"As kingfishers catch fire, dragonflies draw flame; / [ . . . ] Each mortal thing does one thing and the same: / Deals out that being indoors each one dwells; / Selves -- goes itself; 'myself' it speaks and spells, / Crying 'What I do is me; for that I came'." --Gerard Manley Hopkins

16 January 2007

"Now My Eyes See You"

I have been reading in Thomas Merton's No Man is an Island lately, especially chapter 5, "The Word of the Cross," on suffering. Last night I was particularly struck by this:

What, after all, is more personal than suffering? The awful futility of our attempts to convey the reality of our sufferings to other people, and the tragic inadequacy of human sympathy, both prove how incommunicable a thing suffering really is.

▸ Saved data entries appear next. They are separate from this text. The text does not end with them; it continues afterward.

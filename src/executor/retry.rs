// SPDX-License-Identifier: GPL-3.0-only
use std::sync::Arc;
use std::time::Duration;

use tracing::{info, warn};

use crate::config::Config;
use crate::executor::error::{NetworkError, NetworkErrorKind, RequestError};
use crate::executor::traits::ReachabilityObserver;
use crate::transport::{HttpRequest, HttpResponse, Transport, TransportError};

#[derive(Debug, Clone, Copy, PartialEq, Eq)]
pub struct RetryPolicy {
    pub max_attempts: u32,
    pub base_delay: Duration,
    pub cap_delay: Duration,
    pub attempt_timeout: Duration,
}

impl RetryPolicy {
    pub fn from_config(config: &Config) -> Self {
        Self {
            max_attempts: config.max_attempts,
            base_delay: Duration::from_millis(config.backoff_base_ms),
            cap_delay: Duration::from_millis(config.backoff_cap_ms),
            attempt_timeout: Duration::from_millis(config.request_timeout_ms),
        }
    }

    /// Delay to wait after failed attempt `attempt` (1-based):
    /// `min(base * 2^(attempt - 1), cap)`
    pub fn backoff_delay(&self, attempt: u32) -> Duration {
        let exponent = attempt.saturating_sub(1);
        2u32.checked_pow(exponent)
            .and_then(|factor| self.base_delay.checked_mul(factor))
            .map_or(self.cap_delay, |delay| delay.min(self.cap_delay))
    }
}

impl Default for RetryPolicy {
    fn default() -> Self {
        Self {
            max_attempts: 3,
            base_delay: Duration::from_secs(1),
            cap_delay: Duration::from_secs(5),
            attempt_timeout: Duration::from_secs(5),
        }
    }
}

/// Runs requests through a [`Transport`] with bounded retries, exponential
/// backoff and a per-attempt deadline.
pub struct RequestExecutor {
    transport: Arc<dyn Transport>,
    policy: RetryPolicy,
    observer: Option<Arc<dyn ReachabilityObserver>>,
}

impl RequestExecutor {
    pub fn new(transport: Arc<dyn Transport>, policy: RetryPolicy) -> Self {
        Self {
            transport,
            policy,
            observer: None,
        }
    }

    pub fn with_observer(mut self, observer: Arc<dyn ReachabilityObserver>) -> Self {
        self.observer = Some(observer);
        self
    }

    pub async fn execute(&self, request: &HttpRequest) -> Result<HttpResponse, RequestError> {
        self.execute_with_attempts(request, self.policy.max_attempts).await
    }

    pub async fn execute_with_attempts(
        &self,
        request: &HttpRequest,
        max_attempts: u32,
    ) -> Result<HttpResponse, RequestError> {
        let max_attempts = max_attempts.max(1);
        let mut last_kind = NetworkErrorKind::Timeout;

        for attempt in 1..=max_attempts {
            let outcome = tokio::time::timeout(self.policy.attempt_timeout, self.transport.send(request)).await;

            let kind = match outcome {
                Ok(Ok(response)) if response.is_success() => {
                    if attempt > 1 {
                        info!(method = %request.method, path = %request.path, attempt, "Request succeeded after retry");
                    }
                    if let Some(observer) = &self.observer {
                        observer.remote_reachable();
                    }
                    return Ok(response);
                }
                Ok(Ok(response)) if response.is_server_error() => NetworkErrorKind::ServerError(response.status),
                // 4xx, plus unexpected 1xx/3xx answers
                Ok(Ok(response)) => {
                    warn!(
                        method = %request.method,
                        path = %request.path,
                        status = response.status,
                        request_id = %request.request_id,
                        "Request rejected by remote"
                    );
                    return Err(RequestError::Rejected {
                        status: response.status,
                        body: response.body,
                    });
                }
                Ok(Err(TransportError::Aborted)) => {
                    // Cancelled by the caller: neither retried nor a reachability verdict.
                    return Err(NetworkError { kind: NetworkErrorKind::Aborted, attempts: attempt }.into());
                }
                Ok(Err(TransportError::Connection(message))) => NetworkErrorKind::Transport(message),
                Err(_elapsed) => NetworkErrorKind::Timeout,
            };

            warn!(
                method = %request.method,
                path = %request.path,
                attempt,
                max_attempts,
                request_id = %request.request_id,
                error = %kind,
                "Request attempt failed"
            );
            last_kind = kind;

            if attempt < max_attempts {
                tokio::time::sleep(self.policy.backoff_delay(attempt)).await;
            }
        }

        let error = NetworkError {
            kind: last_kind,
            attempts: max_attempts,
        };
        warn!(method = %request.method, path = %request.path, error = %error, "Giving up on request");
        if let Some(observer) = &self.observer {
            observer.remote_unreachable(&error);
        }
        Err(error.into())
    }
}
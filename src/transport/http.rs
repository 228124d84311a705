// SPDX-License-Identifier: GPL-3.0-only
use async_trait::async_trait;
use reqwest::Client;
use tracing::debug;

use crate::transport::traits::{HttpRequest, HttpResponse, Method, Transport, TransportError};

/// [`Transport`] backed by a shared reqwest client.
///
/// No client-level timeout is configured; per-attempt deadlines belong to
/// the request executor.
#[derive(Debug, Clone)]
pub struct ReqwestTransport {
    client: Client,
    base_url: String,
}

impl ReqwestTransport {
    pub fn new(base_url: impl Into<String>) -> anyhow::Result<Self> {
        let client = Client::builder()
            .user_agent(concat!("cartsync/", env!("CARGO_PKG_VERSION")))
            .build()?;

        Ok(Self {
            client,
            base_url: base_url.into(),
        })
    }

    fn build_request(&self, request: &HttpRequest) -> reqwest::RequestBuilder {
        let url = format!(
            "{}/{}",
            self.base_url.trim_end_matches('/'),
            request.path.trim_start_matches('/')
        );
        let mut builder = match request.method {
            Method::Get => self.client.get(&url),
            Method::Post => self.client.post(&url),
            Method::Put => self.client.put(&url),
            Method::Delete => self.client.delete(&url),
        };

        builder = builder.header("X-Request-Id", request.request_id.to_string());
        if let Some(ref token) = request.bearer {
            builder = builder.header("Authorization", format!("Bearer {}", token));
        }
        if let Some(ref body) = request.body {
            builder = builder.json(body);
        }

        builder
    }
}

#[async_trait]
impl Transport for ReqwestTransport {
    async fn send(&self, request: &HttpRequest) -> Result<HttpResponse, TransportError> {
        debug!(method = %request.method, path = %request.path, request_id = %request.request_id, "Sending request");

        let response = self
            .build_request(request)
            .send()
            .await
            .map_err(|e| TransportError::Connection(e.to_string()))?;

        let status = response.status().as_u16();
        let body = response
            .text()
            .await
            .map_err(|e| TransportError::Connection(e.to_string()))?;

        Ok(HttpResponse { status, body })
    }
}
// SPDX-License-Identifier: GPL-3.0-only
pub mod setup;

pub use setup::setup_logging;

This reminded me forcefully of Auden's poem "Musee des Beaux Arts." He describes paintings by the great masters, who understand the inevitable isolation of the sufferer -- most people don't even notice the suffering of others, much less have any great concern for it:

About suffering they were never wrong,
The Old Masters: how well they understood
Its human position; how it takes place
While someone else is eating or opening a window or just walking dully along . . .

When a man suffers, Merton continues, he is most alone. Therefore, it is in suffering that we are most tested as persons. How can we face the awful interior questioning? What shall we answer when we come to be examined by pain?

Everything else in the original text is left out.